Oh, there’ve been smart toilets out there for a while: Toilets that flush for you. (You know, the kind in airports that don’t flush all the time, no matter how frantically you wave your hand in front of the sensor?) Toilets that sense how much water each flush needs. (So you don’t have to remember which icon on your flush selector goes with Number One and which one is for Number Two.) Toilets with built- in Bluetooth and MP3 playing capabilities.(Because, God forbid, we should ever have a moment when we’re not listening to our tunes or whatever. Who wants to listen to those splashing sounds when your precious body fluids and solids make landing? Let’s drown them out.)
But toilets are going to get a lot smarter. A whole hell of a lot smarter.
Or so I learned from a recent report from the Stat.
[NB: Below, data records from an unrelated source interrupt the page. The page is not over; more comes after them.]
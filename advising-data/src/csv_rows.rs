//! Registrar CSV exports.
//!
//! Every export starts with a header row, which is skipped. Rows may have any
//! number of columns; it is up to the caller to decide what is too short.

use std::path::Path;

use advising_catalog::{CourseRecord, NormalizeOptions, normalize_row};

use crate::error::DataError;
use crate::util::read_input;

/// Read all data rows from a CSV file.
pub fn read_rows(path: &Path) -> Result<Vec<Vec<String>>, DataError> {
    let contents = read_input(path)?;
    Ok(parse_rows(&contents))
}

/// Parse CSV content from a string, skipping the header row.
///
/// Records the CSV reader rejects are logged and skipped.
pub fn parse_rows(content: &str) -> Vec<Vec<String>> {
    let mut reader = csv::ReaderBuilder::new()
        .has_headers(true)
        .flexible(true)
        .from_reader(content.as_bytes());

    let mut rows = Vec::new();
    for result in reader.records() {
        let record = match result {
            Ok(r) => r,
            Err(e) => {
                log::warn!("Skipping malformed CSV row: {e}");
                continue;
            }
        };
        rows.push(record.iter().map(str::to_string).collect());
    }
    rows
}

/// Read a CSV export and normalize every usable row.
pub fn load_courses(path: &Path, options: &NormalizeOptions) -> Result<Vec<CourseRecord>, DataError> {
    let rows = read_rows(path)?;
    let total = rows.len();
    let courses: Vec<CourseRecord> = rows
        .iter()
        .filter_map(|row| normalize_row(row, options))
        .collect();
    log::debug!(
        "{}: {} of {} row(s) normalized",
        path.display(),
        courses.len(),
        total
    );
    Ok(courses)
}
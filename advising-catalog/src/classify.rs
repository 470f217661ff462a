//! Keyword classifier that files each course under one advising category.
//!
//! Rules are checked in a fixed order against the lowercased title and the
//! code's subject prefix. The first matching rule wins, so a title that hits
//! keywords from several categories lands in the earliest one.

use crate::types::{Category, CourseRecord};

enum Predicate {
    /// Any keyword appears in the title.
    Keywords(&'static [&'static str]),
    /// The code has the prefix, or any keyword appears in the title.
    PrefixOrKeywords(&'static str, &'static [&'static str]),
    /// The code has the prefix and some keyword appears in the title.
    PrefixAndKeywords(&'static str, &'static [&'static str]),
}

impl Predicate {
    fn matches(&self, code: &str, title: &str) -> bool {
        match self {
            Predicate::Keywords(keywords) => contains_any(title, keywords),
            Predicate::PrefixOrKeywords(prefix, keywords) => {
                code.starts_with(prefix) || contains_any(title, keywords)
            }
            Predicate::PrefixAndKeywords(prefix, keywords) => {
                code.starts_with(prefix) && contains_any(title, keywords)
            }
        }
    }
}

fn contains_any(title: &str, keywords: &[&str]) -> bool {
    keywords.iter().any(|k| title.contains(k))
}

const RULES: &[(Category, Predicate)] = &[
    (
        Category::AmericanLiterature,
        Predicate::Keywords(&[
            "american",
            "u.s.",
            "latina/o",
            "latinx",
            "african american",
            "asian american",
            "native american",
        ]),
    ),
    (
        Category::BritishLiterature,
        Predicate::Keywords(&[
            "british",
            "chaucer",
            "milton",
            "shakespeare",
            "austen",
            "arthur",
            "victorian",
            "renaissance",
            "romanticism",
            "irish",
        ]),
    ),
    (
        Category::GlobalLiterature,
        Predicate::Keywords(&[
            "global",
            "world literature",
            "multi-ethnic",
            "post-colonial",
            "india",
            "diasporic",
            "transnational",
        ]),
    ),
    (
        Category::Theory,
        Predicate::Keywords(&["theory", "theories", "criticism", "pedagogy"]),
    ),
    (
        Category::CreativeWriting,
        Predicate::PrefixOrKeywords(
            "CRWT",
            &["creative", "workshop", "poetry writing", "fiction writing"],
        ),
    ),
    (
        Category::ProfessionalWriting,
        Predicate::Keywords(&[
            "professional writing",
            "technical writing",
            "editing",
            "publishing",
            "internship",
        ]),
    ),
    (
        Category::DigitalRhetorics,
        Predicate::Keywords(&[
            "multimedia",
            "digital",
            "coding",
            "games",
            "technology",
            "social media",
        ]),
    ),
    (
        Category::RhetoricsCultures,
        Predicate::PrefixAndKeywords(
            "WRIT",
            &[
                "rhetoric",
                "power",
                "protest",
                "culture",
                "language",
                "persuasion",
                "argument",
            ],
        ),
    ),
];

/// Pick the category for a course. Falls back to [`Category::General`].
///
/// # Examples
///
/// ```
/// use advising_catalog::{Category, CourseRecord, classify};
///
/// let course = CourseRecord::new("ENGL 30553", "19th Century American Novel", 3);
/// assert_eq!(classify(&course), Category::AmericanLiterature);
/// ```
pub fn classify(course: &CourseRecord) -> Category {
    let title = course.title.to_lowercase();
    RULES
        .iter()
        .find(|(_, predicate)| predicate.matches(&course.code, &title))
        .map_or(Category::General, |(category, _)| *category)
}

/// Courses grouped by category, every category present.
#[derive(Debug, Clone, Default)]
pub struct OrganizedCatalog {
    buckets: [Vec<CourseRecord>; 10],
}

impl OrganizedCatalog {
    pub fn get(&self, category: Category) -> &[CourseRecord] {
        &self.buckets[category.index()]
    }

    /// Categories and their courses in output order.
    pub fn iter(&self) -> impl Iterator<Item = (Category, &[CourseRecord])> {
        Category::ALL.into_iter().map(|c| (c, self.get(c)))
    }

    pub fn total(&self) -> usize {
        self.buckets.iter().map(Vec::len).sum()
    }

    fn push(&mut self, category: Category, course: CourseRecord) {
        self.buckets[category.index()].push(course);
    }
}

/// Classify every course, keeping input order within each category.
pub fn organize<I>(courses: I) -> OrganizedCatalog
where
    I: IntoIterator<Item = CourseRecord>,
{
    let mut organized = OrganizedCatalog::default();
    for course in courses {
        let category = classify(&course);
        organized.push(category, course);
    }
    organized
}
//! Turns raw CSV rows into [`CourseRecord`]s.
//!
//! Undergraduate and catalog exports share the same leading columns:
//! ```text
//! code, (unused), title, hours-or-description
//! ```
//! The fourth column means different things depending on the export, so the
//! caller picks a [`RowLayout`].

use std::collections::BTreeSet;
use std::ops::Range;

use crate::code::CourseCode;
use crate::types::{CourseRecord, DEFAULT_HOURS, Level, PLACEHOLDER_TITLE};

/// Shortest raw code that can hold a subject prefix and a catalog number.
pub const MIN_CODE_LEN: usize = 8;

/// Graduate-level catalog numbers dropped unless cross-listed.
pub const GRADUATE_RANGE: Range<u32> = 50000..60000;

/// Graduate courses undergraduates commonly take.
pub const DEFAULT_CROSS_LISTED: &[&str] = &["ENGL 50233"];

/// What the fourth CSV column holds.
#[derive(Debug, Clone, Copy, PartialEq, Eq, Default)]
pub enum RowLayout {
    /// Credit hours (undergraduate exports).
    #[default]
    HoursColumn,
    /// Course description; hours come from the catalog number (full catalog export).
    DescriptionColumn,
}

/// Settings for [`normalize_row`].
#[derive(Debug, Clone)]
pub struct NormalizeOptions {
    pub layout: RowLayout,
    /// Canonical codes kept despite falling in [`GRADUATE_RANGE`].
    pub cross_listed: BTreeSet<String>,
    /// Subject prefixes to keep. Empty keeps every subject.
    pub subjects: Vec<String>,
}

impl Default for NormalizeOptions {
    fn default() -> Self {
        Self {
            layout: RowLayout::default(),
            cross_listed: DEFAULT_CROSS_LISTED.iter().map(|c| c.to_string()).collect(),
            subjects: Vec::new(),
        }
    }
}

impl NormalizeOptions {
    pub fn with_layout(mut self, layout: RowLayout) -> Self {
        self.layout = layout;
        self
    }

    pub fn with_cross_listed<I, S>(mut self, codes: I) -> Self
    where
        I: IntoIterator<Item = S>,
        S: Into<String>,
    {
        self.cross_listed = codes.into_iter().map(Into::into).collect();
        self
    }

    pub fn with_subjects<I, S>(mut self, subjects: I) -> Self
    where
        I: IntoIterator<Item = S>,
        S: Into<String>,
    {
        self.subjects = subjects.into_iter().map(Into::into).collect();
        self
    }

    pub fn is_cross_listed(&self, code: &str) -> bool {
        self.cross_listed.contains(code)
    }

    fn accepts_subject(&self, code: &str) -> bool {
        self.subjects.is_empty() || self.subjects.iter().any(|s| code.starts_with(s.as_str()))
    }
}

/// Normalize one CSV row, or return `None` when the row should be skipped.
///
/// Rows are skipped when they have fewer than three fields, when the code is
/// shorter than [`MIN_CODE_LEN`], when the subject is filtered out, or when
/// the course is graduate level and not cross-listed.
///
/// # Examples
///
/// ```
/// use advising_catalog::{Level, NormalizeOptions, normalize_row};
///
/// let row = ["ENGL30553", "", "19th Century American Novel", "3"];
/// let course = normalize_row(&row, &NormalizeOptions::default()).unwrap();
/// assert_eq!(course.code, "ENGL 30553");
/// assert_eq!(course.hours, 3);
/// assert_eq!(course.level, Some(Level::Upper));
/// ```
pub fn normalize_row<S: AsRef<str>>(
    fields: &[S],
    options: &NormalizeOptions,
) -> Option<CourseRecord> {
    if fields.len() < 3 {
        log::debug!("Skipping row with {} field(s)", fields.len());
        return None;
    }

    let raw_code = fields[0].as_ref().trim();
    if raw_code.len() < MIN_CODE_LEN {
        log::debug!("Skipping row with short course code {raw_code:?}");
        return None;
    }

    let parsed = CourseCode::parse(raw_code);
    let code = match &parsed {
        Some(c) => c.to_string(),
        None => raw_code.to_string(),
    };

    if !options.accepts_subject(&code) {
        return None;
    }

    let number = parsed.as_ref().and_then(CourseCode::numeric);
    if number.is_some_and(|n| GRADUATE_RANGE.contains(&n)) && !options.is_cross_listed(&code) {
        log::debug!("Dropping graduate course {code}");
        return None;
    }

    let title = match fields[2].as_ref().trim() {
        "" => PLACEHOLDER_TITLE.to_string(),
        t => t.to_string(),
    };

    let fourth: Option<&str> = fields.get(3).map(|f| f.as_ref());
    let (hours, description) = match options.layout {
        RowLayout::HoursColumn => (fourth.map_or(DEFAULT_HOURS, parse_hours), None),
        RowLayout::DescriptionColumn => (
            hours_from_catalog_number(raw_code),
            Some(fourth.unwrap_or("").to_string()),
        ),
    };

    Some(CourseRecord {
        code,
        title,
        hours,
        level: number.map(Level::from_number),
        description,
    })
}

/// Parse a credit-hours field.
///
/// Fractional values are truncated. Ranges such as `"1-6"` (variable credit)
/// and anything unparseable fall back to [`DEFAULT_HOURS`].
pub fn parse_hours(raw: &str) -> u32 {
    let raw = raw.trim();
    if raw.contains('-') {
        return DEFAULT_HOURS;
    }
    match raw.parse::<f64>() {
        Ok(h) if h.is_finite() && h >= 0.0 => h.trunc() as u32,
        _ => DEFAULT_HOURS,
    }
}

/// Hours encoded in the last digit of the five-digit catalog number
/// (`30553` carries 3 hours).
fn hours_from_catalog_number(raw_code: &str) -> u32 {
    raw_code
        .as_bytes()
        .windows(5)
        .find(|w| w.iter().all(u8::is_ascii_digit))
        .map_or(DEFAULT_HOURS, |w| u32::from(w[4] - b'0'))
}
You’ve heard of the world’s smallest violin (and its principal use: being used by the world’s smallest violin, to play your song)? Well, scientists – you know, the folks who believe in evolution, environmental pollution, climate change and stuff like that – have come up with the world’s tiniest microscope. No more kids in bio class, struggling to adjust the focus so they’re actually seeing something on that slide, and not just the eyelash getting in their way. No more shots of serious-looking, white-coated scientists in the lab, one eye closed, the other peering into a stand-up microscope, doing some ultra scientific stuff that will probably bring them the Nobel Prize.) Nope. The nano kid on the block is:
… so minuscule that just a single molecule can fit inside. The cavity consists of a tiny, atom-sized bump in a bit of gold that confines light to less than a billionth of a meter in length.
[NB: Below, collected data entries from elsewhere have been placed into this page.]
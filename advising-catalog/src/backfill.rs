//! Fill in missing course titles from a [`TitleMap`].

use crate::types::{CourseRecord, TitleMap};

/// Outcome of a [`backfill`] pass.
#[derive(Debug, Clone, Default, PartialEq, Eq)]
pub struct BackfillReport {
    /// `(code, new title)` for every record that received a title.
    pub updated: Vec<(String, String)>,
    /// Codes that needed a title but had no entry in the map.
    pub still_missing: Vec<String>,
}

impl BackfillReport {
    pub fn updated_count(&self) -> usize {
        self.updated.len()
    }

    pub fn missing_count(&self) -> usize {
        self.still_missing.len()
    }

    pub fn is_unchanged(&self) -> bool {
        self.updated.is_empty()
    }
}

/// Replace empty or placeholder titles with the mapped title.
///
/// Records that already have a real title are never touched, so running the
/// same map twice changes nothing the second time.
pub fn backfill(records: &mut [CourseRecord], titles: &TitleMap) -> BackfillReport {
    let mut report = BackfillReport::default();

    for record in records.iter_mut().filter(|r| !r.has_title()) {
        match titles.get(&record.code) {
            Some(title) => {
                record.title = title.to_string();
                report.updated.push((record.code.clone(), record.title.clone()));
            }
            None => report.still_missing.push(record.code.clone()),
        }
    }

    report
}
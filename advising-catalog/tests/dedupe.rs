use advising_catalog::{CourseRecord, dedupe};

#[test]
fn keeps_first_seen() {
    let set = dedupe(vec![
        CourseRecord::new("ENGL 30553", "First", 3),
        CourseRecord::new("ENGL 20803", "Other", 3),
        CourseRecord::new("ENGL 30553", "Second", 4),
    ]);
    assert_eq!(set.len(), 2);
    assert_eq!(set.duplicates(), 1);
    assert_eq!(set.get("ENGL 30553").unwrap().title, "First");
    assert_eq!(set.get("ENGL 30553").unwrap().hours, 3);

    let codes: Vec<&str> = set.iter().map(|c| c.code.as_str()).collect();
    assert_eq!(codes, vec!["ENGL 30553", "ENGL 20803"]);
}

#[test]
fn idempotent() {
    let once = dedupe(vec![
        CourseRecord::new("ENGL 30553", "A", 3),
        CourseRecord::new("ENGL 30553", "B", 3),
        CourseRecord::new("CRWT 10203", "C", 3),
    ])
    .into_records();
    let twice = dedupe(once.clone()).into_records();
    assert_eq!(once, twice);
}

#[test]
fn empty_input() {
    let set = dedupe(Vec::new());
    assert!(set.is_empty());
    assert!(!set.contains("ENGL 30553"));
}
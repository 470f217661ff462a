use std::path::PathBuf;

use owo_colors::OwoColorize;
use owo_colors::Stream::Stdout;

use advising_catalog::backfill;
use advising_data::{load_course_list, load_title_map, save_course_list};

use crate::settings::Settings;
use crate::{CliError, log_blank};

pub(crate) fn run_backfill_titles(
    settings: &Settings,
    sources: Vec<PathBuf>,
    course_list: Option<PathBuf>,
) -> Result<(), CliError> {
    let sources = if sources.is_empty() {
        settings.paths.undergraduate.clone()
    } else {
        sources
    };
    let course_list = course_list.unwrap_or_else(|| settings.paths.course_list.clone());

    log::info!("Parsing CSV files for course titles...");
    let titles = load_title_map(&sources)?;
    log::info!("Found {} course titles from CSVs", titles.len());
    log_blank();

    log::info!("Loading {}...", course_list.display());
    let mut courses = load_course_list(&course_list, &settings.output.const_name)?;
    log::info!("Loaded {} courses", courses.len());
    log_blank();

    log::info!("Updating course titles...");
    let report = backfill(&mut courses, &titles);
    for (code, title) in &report.updated {
        log::info!("Updated: {code} -> {title}");
    }
    for code in &report.still_missing {
        log::info!("No title found for: {code}");
    }

    let format = settings
        .output
        .course_list_format(&course_list, "Course titles backfilled from catalog exports");
    save_course_list(&course_list, &courses, &format, settings.output.level_style)?;

    log_blank();
    log::info!("{}", "Complete!".if_supports_color(Stdout, |t| t.green()));
    log::info!("  Updated titles: {}", report.updated_count());
    log::info!("  Still unavailable: {}", report.missing_count());
    log::info!("  Total courses: {}", courses.len());
    Ok(())
}
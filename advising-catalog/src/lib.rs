//! Course catalog data model and the rules applied to it.
//!
//! This crate holds the pure side of the advising toolkit: the course record
//! type, course-code parsing, row normalization, category classification,
//! deduplication, title backfill and level-range filtering. It performs no
//! file I/O; `advising-data` reads and writes the files these types flow
//! through.

pub mod backfill;
pub mod classify;
pub mod code;
pub mod dedupe;
pub mod level_filter;
pub mod normalize;
pub mod types;

pub use backfill::{BackfillReport, backfill};
pub use classify::{OrganizedCatalog, classify, organize};
pub use code::{CourseCode, format_code};
pub use dedupe::{CourseSet, dedupe};
pub use level_filter::filter_by_level;
pub use normalize::{NormalizeOptions, RowLayout, normalize_row, parse_hours};
pub use types::*;
use std::path::PathBuf;

use owo_colors::OwoColorize;
use owo_colors::Stream::Stdout;

use advising_catalog::dedupe;
use advising_data::{load_courses, save_course_list};

use crate::CliError;
use crate::settings::Settings;

/// Build the flat course list from the full catalog export.
///
/// Keeps only the configured subjects, drops duplicate codes, and writes the
/// list sorted by code.
pub(crate) fn run_build_catalog(
    settings: &Settings,
    input: Option<PathBuf>,
    output: Option<PathBuf>,
) -> Result<(), CliError> {
    let input = input.unwrap_or_else(|| settings.paths.catalog.clone());
    let output = output.unwrap_or_else(|| settings.paths.course_list.clone());

    let courses = load_courses(&input, &settings.catalog.catalog_options())?;
    let unique = dedupe(courses);
    if unique.duplicates() > 0 {
        log::debug!("Dropped {} duplicate course code(s)", unique.duplicates());
    }

    let mut courses = unique.into_records();
    courses.sort_by(|a, b| a.code.cmp(&b.code));

    let header = format!("Generated from {}", input.display());
    let format = settings.output.course_list_format(&output, &header);
    save_course_list(&output, &courses, &format, settings.output.level_style)?;

    log::info!(
        "Written {} courses to {}",
        courses.len().if_supports_color(Stdout, |t| t.bold()),
        output.display().if_supports_color(Stdout, |t| t.cyan()),
    );
    Ok(())
}
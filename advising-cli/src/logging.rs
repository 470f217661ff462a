//! Logger setup for the `advising` binary.

use std::io::Write;

use log::LevelFilter;

/// Install the global logger, writing to stdout.
///
/// Normal output is logged at `info` and printed bare. `--quiet` keeps only
/// warnings and errors; `--verbose` adds debug messages and timestamps.
/// `RUST_LOG` overrides the level.
pub(crate) fn init_logger(quiet: bool, verbose: bool) {
    let level = if quiet {
        LevelFilter::Warn
    } else if verbose {
        LevelFilter::Debug
    } else {
        LevelFilter::Info
    };

    env_logger::Builder::new()
        .filter_level(level)
        .parse_default_env()
        .target(env_logger::Target::Stdout)
        .format(move |buf, record| {
            if verbose {
                writeln!(
                    buf,
                    "[{} {:<5} {}] {}",
                    buf.timestamp(),
                    record.level(),
                    record.target(),
                    record.args()
                )
            } else if record.level() == log::Level::Info {
                writeln!(buf, "{}", record.args())
            } else {
                writeln!(
                    buf,
                    "{}: {}",
                    record.level().as_str().to_lowercase(),
                    record.args()
                )
            }
        })
        .init();
}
Sounds like something straight out of Fantastic Voyage, no?
Now, the researchers are looking into the same idea —trapping light between tiny gaps in nanoparticles — as a way to pick up on small numbers of biomolecules in the body. One idea they're working on: an intelligent toilet.
What’s an intelligent toilet got to do with the world’s tiniest microscope?
Well you may ask.
What the world’s tiniest microscope can do is measure “the levels of a number of neurotransmitters in your urine.” This type of measurement has up to now been something reserved for the hospital. Now, your toilet bowl can become your measuring cup. One application? Suggesting “when people with mental disorders should consider medication.”
I’m trying to figure out just why this would require the world’s tiniest microscope. Wouldn’t it get flushed or brushed or Ty-D-Bol’d over? Wouldn’t something more the size of those cleaners/deodorizers that some people attach to the toilet bowl’s rim work better? After all, they would also need some sensors in there to respond to whatever the microscope is telling them about the pee – info transmitted, no doubt, by Bluetooth. The microscope wouldn’t have to be all that tiny.
Whatever the size, I would think that alerting people with mental disorders to start taking their meds is a good thing. But wouldn’t getting a message straight from their toilet bowl scare the shite out of anyone, let alone someone who may be experiencing some mental health issues?
I have auditory images of Moaning Myrtle, moaning up from the Hogwart’s toilets in Harry Potter. “TAKE YOUR MEDS.”
Not, of course, the way it will work in real life.
In real life, the data from your pee will get sent to your smartphone, or an alert bracelet you’re wearing, or to your doctor or health care aide. I have a client that has a technology platform for enabling telehealth apps. (Got that?) There are tons of interesting things being done that should (eventually) start providing better and more cost-effective patient outcomes.
Meanwhile, if it weren’t so miniscule that I couldn’t see it without a super-duper version of the old-fashioned lab microscope, I’d be keeping my eye on the world’s tiniest microscope.